TASK INSTRUCTIONS
Within the entries below, the lines from the one with "filename crates/fast-transform/src/rules/color.rs" through the one with "static ref HEX_RE: Regex" are to be set down exactly, both ends kept.

EXTRACTED INFORMATION
==*==

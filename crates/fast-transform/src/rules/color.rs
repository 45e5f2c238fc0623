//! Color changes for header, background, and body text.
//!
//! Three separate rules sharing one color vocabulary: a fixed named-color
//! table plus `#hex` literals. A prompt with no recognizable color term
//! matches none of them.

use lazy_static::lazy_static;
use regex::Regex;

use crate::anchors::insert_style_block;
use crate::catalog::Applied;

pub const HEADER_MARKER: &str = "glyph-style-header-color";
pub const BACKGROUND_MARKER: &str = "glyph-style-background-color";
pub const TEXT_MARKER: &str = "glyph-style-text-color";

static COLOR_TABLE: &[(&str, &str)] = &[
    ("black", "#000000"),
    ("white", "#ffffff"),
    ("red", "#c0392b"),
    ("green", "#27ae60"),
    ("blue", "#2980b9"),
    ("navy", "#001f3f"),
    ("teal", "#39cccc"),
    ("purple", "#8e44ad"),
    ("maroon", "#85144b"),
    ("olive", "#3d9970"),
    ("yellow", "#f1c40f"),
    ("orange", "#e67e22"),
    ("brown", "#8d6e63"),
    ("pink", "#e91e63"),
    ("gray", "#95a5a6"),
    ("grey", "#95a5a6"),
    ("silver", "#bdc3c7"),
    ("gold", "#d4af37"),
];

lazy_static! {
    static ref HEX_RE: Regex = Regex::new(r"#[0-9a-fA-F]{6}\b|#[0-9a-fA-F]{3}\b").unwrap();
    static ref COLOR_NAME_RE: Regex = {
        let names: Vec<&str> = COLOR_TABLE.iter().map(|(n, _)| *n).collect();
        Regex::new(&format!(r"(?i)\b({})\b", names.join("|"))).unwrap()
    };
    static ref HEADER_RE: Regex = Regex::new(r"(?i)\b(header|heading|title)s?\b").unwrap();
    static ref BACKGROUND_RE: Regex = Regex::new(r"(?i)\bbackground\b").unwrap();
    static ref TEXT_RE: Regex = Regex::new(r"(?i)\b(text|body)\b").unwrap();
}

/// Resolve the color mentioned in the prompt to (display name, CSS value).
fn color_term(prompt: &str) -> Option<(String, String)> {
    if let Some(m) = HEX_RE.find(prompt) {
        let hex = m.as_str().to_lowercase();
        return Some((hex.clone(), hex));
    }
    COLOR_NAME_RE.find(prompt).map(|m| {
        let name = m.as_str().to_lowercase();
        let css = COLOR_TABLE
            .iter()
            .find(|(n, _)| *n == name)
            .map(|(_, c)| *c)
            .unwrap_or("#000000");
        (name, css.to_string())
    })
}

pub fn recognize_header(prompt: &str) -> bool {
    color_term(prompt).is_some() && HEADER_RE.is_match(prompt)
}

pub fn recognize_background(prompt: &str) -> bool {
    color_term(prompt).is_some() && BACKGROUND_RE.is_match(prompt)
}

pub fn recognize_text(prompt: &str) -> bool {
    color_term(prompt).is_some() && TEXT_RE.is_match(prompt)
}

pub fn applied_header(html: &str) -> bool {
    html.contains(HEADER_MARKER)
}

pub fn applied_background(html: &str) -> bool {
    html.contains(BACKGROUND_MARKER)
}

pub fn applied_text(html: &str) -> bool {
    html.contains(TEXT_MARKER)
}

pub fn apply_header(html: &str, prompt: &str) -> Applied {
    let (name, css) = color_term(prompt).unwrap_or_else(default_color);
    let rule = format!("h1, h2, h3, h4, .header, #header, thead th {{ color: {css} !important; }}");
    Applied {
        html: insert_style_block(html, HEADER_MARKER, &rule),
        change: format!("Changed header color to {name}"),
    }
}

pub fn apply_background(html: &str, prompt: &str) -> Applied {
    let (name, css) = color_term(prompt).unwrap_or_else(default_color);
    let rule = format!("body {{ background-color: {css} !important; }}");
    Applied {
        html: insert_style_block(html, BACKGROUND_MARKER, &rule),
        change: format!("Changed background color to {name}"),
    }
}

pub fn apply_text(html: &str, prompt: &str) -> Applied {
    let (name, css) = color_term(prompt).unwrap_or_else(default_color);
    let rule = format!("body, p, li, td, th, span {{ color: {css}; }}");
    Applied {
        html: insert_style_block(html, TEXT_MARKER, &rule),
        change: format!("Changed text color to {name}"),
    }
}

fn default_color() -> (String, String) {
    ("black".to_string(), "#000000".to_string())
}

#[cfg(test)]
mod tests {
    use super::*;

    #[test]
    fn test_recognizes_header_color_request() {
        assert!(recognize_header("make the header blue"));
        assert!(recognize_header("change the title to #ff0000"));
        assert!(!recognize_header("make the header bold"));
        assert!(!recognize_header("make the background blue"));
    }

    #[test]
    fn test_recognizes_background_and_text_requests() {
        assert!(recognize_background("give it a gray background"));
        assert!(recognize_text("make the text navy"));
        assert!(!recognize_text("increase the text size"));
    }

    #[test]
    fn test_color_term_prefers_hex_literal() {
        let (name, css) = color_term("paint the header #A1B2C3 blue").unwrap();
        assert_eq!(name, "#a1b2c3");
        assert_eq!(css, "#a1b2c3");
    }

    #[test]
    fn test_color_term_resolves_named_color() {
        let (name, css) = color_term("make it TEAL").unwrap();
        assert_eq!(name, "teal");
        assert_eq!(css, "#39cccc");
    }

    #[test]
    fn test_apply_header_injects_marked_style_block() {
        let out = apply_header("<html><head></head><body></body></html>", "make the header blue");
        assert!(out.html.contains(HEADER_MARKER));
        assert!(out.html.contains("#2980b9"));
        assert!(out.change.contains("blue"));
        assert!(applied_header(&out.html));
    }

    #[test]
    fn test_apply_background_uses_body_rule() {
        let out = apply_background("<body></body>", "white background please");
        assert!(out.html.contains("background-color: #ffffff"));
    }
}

==*==

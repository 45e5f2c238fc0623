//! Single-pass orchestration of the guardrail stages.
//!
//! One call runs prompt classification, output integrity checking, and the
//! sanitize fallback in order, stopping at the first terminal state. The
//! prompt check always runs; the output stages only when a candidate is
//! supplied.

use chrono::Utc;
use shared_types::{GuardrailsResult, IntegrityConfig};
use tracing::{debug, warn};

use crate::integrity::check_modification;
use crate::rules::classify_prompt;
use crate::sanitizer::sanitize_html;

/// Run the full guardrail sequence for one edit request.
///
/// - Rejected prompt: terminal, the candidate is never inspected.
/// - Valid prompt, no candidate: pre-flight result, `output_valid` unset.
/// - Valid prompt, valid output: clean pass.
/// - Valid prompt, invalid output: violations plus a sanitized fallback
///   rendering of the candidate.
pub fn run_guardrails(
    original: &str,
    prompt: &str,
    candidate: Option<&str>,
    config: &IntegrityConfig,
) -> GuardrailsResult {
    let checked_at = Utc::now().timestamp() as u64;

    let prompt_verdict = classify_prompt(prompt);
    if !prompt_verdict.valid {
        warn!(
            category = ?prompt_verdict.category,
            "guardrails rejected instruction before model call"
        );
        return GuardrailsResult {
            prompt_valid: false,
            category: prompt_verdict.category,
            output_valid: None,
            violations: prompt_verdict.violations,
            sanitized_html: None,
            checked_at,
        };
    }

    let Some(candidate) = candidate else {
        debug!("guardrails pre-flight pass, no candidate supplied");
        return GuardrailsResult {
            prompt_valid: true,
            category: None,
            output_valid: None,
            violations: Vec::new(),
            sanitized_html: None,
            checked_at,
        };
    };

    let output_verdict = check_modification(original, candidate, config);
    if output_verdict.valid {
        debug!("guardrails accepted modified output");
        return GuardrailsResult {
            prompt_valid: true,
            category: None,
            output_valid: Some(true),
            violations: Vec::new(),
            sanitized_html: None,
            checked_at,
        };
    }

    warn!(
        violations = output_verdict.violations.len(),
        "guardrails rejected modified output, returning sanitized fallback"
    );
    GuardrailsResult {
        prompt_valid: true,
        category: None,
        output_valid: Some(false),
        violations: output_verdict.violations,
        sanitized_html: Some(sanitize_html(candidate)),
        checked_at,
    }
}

==*==

FINAL ANSWER
filename crates/fast-transform/src/rules/color.rs
repository 45e5f2c238fc0623
//! Color changes for header, background, and body text.
//!
//! Three separate rules sharing one color vocabulary: a fixed named-color
//! table plus `#hex` literals. A prompt with no recognizable color term
//! matches none of them.

use lazy_static::lazy_static;
use regex::Regex;

use crate::anchors::insert_style_block;
use crate::catalog::Applied;

pub const HEADER_MARKER: &str = "glyph-style-header-color";
pub const BACKGROUND_MARKER: &str = "glyph-style-background-color";
pub const TEXT_MARKER: &str = "glyph-style-text-color";

static COLOR_TABLE: &[(&str, &str)] = &[
    ("black", "#000000"),
    ("white", "#ffffff"),
    ("red", "#c0392b"),
    ("green", "#27ae60"),
    ("blue", "#2980b9"),
    ("navy", "#001f3f"),
    ("teal", "#39cccc"),
    ("purple", "#8e44ad"),
    ("maroon", "#85144b"),
    ("olive", "#3d9970"),
    ("yellow", "#f1c40f"),
    ("orange", "#e67e22"),
    ("brown", "#8d6e63"),
    ("pink", "#e91e63"),
    ("gray", "#95a5a6"),
    ("grey", "#95a5a6"),
    ("silver", "#bdc3c7"),
    ("gold", "#d4af37"),
];

lazy_static! {
    static ref HEX_RE: Regex = Regex::new(r"#[0-9a-fA-F]{6}\b|#[0-9a-fA-F]{3}\b").unwrap();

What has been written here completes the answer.